• Problem: Read the lines below, and copy any that contain the string "ProxyForwarder".

• Source data:
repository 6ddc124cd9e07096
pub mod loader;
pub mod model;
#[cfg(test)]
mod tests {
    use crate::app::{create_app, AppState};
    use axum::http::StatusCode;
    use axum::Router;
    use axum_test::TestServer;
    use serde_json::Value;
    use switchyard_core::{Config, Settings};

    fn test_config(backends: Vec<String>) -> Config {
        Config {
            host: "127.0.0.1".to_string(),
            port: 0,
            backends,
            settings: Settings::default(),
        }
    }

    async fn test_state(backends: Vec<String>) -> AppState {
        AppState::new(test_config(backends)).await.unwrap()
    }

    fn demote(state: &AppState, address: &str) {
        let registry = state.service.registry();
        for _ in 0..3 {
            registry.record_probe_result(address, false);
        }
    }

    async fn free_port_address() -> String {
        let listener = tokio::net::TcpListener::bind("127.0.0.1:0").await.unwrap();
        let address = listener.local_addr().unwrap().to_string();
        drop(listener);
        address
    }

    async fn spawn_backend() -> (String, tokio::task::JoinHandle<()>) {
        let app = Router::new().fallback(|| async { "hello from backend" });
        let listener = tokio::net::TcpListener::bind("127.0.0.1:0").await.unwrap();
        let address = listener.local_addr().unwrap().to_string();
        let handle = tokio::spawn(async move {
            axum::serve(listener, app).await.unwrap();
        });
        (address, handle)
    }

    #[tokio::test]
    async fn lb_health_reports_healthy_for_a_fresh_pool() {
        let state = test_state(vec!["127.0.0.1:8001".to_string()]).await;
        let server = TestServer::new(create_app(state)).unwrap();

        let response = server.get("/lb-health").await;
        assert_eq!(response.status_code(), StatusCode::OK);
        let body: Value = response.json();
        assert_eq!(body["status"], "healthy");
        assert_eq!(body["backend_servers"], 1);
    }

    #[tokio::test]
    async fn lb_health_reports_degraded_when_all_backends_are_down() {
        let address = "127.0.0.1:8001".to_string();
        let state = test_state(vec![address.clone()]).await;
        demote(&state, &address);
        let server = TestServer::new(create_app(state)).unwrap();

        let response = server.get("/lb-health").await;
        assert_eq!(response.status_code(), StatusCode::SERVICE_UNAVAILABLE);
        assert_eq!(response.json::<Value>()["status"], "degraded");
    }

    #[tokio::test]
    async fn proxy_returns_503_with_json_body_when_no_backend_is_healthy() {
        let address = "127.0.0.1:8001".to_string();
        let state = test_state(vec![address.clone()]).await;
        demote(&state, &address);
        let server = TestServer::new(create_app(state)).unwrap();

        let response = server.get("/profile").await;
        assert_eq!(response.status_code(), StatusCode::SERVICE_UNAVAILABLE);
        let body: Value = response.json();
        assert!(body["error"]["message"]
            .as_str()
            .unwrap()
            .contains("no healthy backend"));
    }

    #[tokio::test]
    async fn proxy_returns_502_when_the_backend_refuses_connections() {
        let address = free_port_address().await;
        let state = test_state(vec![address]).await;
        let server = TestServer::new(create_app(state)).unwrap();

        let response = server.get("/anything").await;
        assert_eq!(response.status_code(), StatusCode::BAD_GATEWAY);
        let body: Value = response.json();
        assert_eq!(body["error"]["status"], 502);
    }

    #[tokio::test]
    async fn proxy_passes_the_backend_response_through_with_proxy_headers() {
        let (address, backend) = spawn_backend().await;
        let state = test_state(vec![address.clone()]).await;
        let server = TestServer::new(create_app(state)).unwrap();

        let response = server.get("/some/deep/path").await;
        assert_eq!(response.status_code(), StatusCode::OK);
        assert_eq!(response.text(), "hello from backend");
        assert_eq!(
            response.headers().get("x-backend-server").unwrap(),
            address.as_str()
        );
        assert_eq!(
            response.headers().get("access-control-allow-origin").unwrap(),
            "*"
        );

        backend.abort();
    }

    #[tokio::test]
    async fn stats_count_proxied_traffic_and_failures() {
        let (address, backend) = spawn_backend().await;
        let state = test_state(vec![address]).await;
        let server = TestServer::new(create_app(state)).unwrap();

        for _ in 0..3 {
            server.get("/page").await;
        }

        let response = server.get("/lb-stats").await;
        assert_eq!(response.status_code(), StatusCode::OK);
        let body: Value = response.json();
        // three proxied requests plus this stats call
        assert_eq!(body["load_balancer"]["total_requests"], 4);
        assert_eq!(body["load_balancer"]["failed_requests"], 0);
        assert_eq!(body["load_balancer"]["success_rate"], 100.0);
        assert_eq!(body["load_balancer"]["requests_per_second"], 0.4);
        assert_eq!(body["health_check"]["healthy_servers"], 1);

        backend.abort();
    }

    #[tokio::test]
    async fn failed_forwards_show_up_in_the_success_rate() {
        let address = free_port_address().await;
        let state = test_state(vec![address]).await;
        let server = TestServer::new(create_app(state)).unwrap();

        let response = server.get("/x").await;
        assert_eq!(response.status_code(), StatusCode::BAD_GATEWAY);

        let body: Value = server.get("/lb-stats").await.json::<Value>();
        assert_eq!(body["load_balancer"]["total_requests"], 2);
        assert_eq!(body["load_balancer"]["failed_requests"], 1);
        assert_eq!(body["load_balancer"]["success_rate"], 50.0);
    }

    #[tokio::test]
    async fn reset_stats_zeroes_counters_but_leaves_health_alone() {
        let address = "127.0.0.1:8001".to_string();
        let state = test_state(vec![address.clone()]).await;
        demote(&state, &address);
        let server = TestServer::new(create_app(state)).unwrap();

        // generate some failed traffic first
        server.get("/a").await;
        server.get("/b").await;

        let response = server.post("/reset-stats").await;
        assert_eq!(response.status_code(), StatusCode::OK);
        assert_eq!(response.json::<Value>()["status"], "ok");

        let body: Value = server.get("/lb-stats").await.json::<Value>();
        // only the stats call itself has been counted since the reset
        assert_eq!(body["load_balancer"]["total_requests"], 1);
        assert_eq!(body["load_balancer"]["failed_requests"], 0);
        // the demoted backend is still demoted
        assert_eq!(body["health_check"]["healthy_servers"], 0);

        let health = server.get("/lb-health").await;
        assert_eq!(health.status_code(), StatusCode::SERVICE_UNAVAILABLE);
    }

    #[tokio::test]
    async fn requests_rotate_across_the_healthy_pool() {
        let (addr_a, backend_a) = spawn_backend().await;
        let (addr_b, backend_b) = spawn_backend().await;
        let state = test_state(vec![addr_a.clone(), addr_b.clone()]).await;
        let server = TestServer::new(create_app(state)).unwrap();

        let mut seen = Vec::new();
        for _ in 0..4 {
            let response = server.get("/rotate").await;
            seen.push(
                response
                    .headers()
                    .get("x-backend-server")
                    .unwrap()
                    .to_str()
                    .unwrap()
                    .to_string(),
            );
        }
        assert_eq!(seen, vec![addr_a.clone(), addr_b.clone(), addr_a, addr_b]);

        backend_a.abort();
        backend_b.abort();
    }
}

==

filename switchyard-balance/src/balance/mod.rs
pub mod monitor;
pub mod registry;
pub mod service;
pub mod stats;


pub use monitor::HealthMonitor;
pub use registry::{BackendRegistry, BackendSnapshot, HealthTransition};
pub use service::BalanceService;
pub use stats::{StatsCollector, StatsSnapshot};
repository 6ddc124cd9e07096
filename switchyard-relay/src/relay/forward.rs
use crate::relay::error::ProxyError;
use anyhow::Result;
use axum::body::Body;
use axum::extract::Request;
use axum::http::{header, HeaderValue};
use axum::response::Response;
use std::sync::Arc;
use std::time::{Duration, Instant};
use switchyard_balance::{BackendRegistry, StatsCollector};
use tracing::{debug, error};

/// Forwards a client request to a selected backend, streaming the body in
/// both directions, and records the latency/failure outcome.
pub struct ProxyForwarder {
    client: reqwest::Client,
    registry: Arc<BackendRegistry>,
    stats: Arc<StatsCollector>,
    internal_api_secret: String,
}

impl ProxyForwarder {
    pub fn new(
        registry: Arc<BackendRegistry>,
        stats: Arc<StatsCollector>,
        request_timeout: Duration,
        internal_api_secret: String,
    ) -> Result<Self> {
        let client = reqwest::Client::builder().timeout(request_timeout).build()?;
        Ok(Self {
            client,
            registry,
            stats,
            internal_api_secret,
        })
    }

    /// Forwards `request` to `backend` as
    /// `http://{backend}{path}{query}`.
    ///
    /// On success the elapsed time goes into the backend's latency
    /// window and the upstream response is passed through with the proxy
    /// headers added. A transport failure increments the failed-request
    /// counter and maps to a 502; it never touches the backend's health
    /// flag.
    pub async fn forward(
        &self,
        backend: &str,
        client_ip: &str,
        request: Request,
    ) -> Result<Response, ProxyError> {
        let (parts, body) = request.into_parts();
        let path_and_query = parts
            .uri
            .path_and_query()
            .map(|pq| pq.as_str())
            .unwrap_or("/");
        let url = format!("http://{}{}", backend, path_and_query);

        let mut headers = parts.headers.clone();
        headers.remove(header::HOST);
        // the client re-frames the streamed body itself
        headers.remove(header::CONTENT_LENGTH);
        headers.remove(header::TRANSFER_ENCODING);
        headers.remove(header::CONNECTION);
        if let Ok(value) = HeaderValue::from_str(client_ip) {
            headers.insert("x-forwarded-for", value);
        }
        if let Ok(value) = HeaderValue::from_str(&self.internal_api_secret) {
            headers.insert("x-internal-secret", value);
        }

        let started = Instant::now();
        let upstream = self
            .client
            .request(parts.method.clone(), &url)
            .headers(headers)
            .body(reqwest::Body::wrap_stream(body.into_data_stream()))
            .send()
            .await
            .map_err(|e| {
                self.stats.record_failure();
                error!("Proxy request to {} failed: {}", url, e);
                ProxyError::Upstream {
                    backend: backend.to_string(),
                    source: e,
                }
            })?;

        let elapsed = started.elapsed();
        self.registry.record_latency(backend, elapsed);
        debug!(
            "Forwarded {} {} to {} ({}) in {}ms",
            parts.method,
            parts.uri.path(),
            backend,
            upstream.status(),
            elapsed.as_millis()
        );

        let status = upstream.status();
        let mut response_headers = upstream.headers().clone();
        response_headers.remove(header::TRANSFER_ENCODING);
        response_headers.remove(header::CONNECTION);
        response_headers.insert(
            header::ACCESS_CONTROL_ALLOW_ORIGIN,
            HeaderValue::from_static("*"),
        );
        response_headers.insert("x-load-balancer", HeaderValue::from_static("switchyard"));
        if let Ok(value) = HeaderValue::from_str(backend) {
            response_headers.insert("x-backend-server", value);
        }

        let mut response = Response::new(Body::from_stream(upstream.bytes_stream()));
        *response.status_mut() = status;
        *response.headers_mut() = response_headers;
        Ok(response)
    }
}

--

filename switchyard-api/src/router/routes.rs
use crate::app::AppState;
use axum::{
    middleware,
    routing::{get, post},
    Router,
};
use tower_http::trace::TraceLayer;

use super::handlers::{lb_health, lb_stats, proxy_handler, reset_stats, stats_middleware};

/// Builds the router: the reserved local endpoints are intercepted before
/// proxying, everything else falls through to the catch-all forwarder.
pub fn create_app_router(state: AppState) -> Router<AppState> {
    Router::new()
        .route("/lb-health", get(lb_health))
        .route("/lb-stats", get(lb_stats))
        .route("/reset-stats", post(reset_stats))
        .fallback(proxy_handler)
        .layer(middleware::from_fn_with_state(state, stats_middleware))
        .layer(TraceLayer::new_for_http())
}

• Task response:
pub struct ProxyForwarder {
impl ProxyForwarder {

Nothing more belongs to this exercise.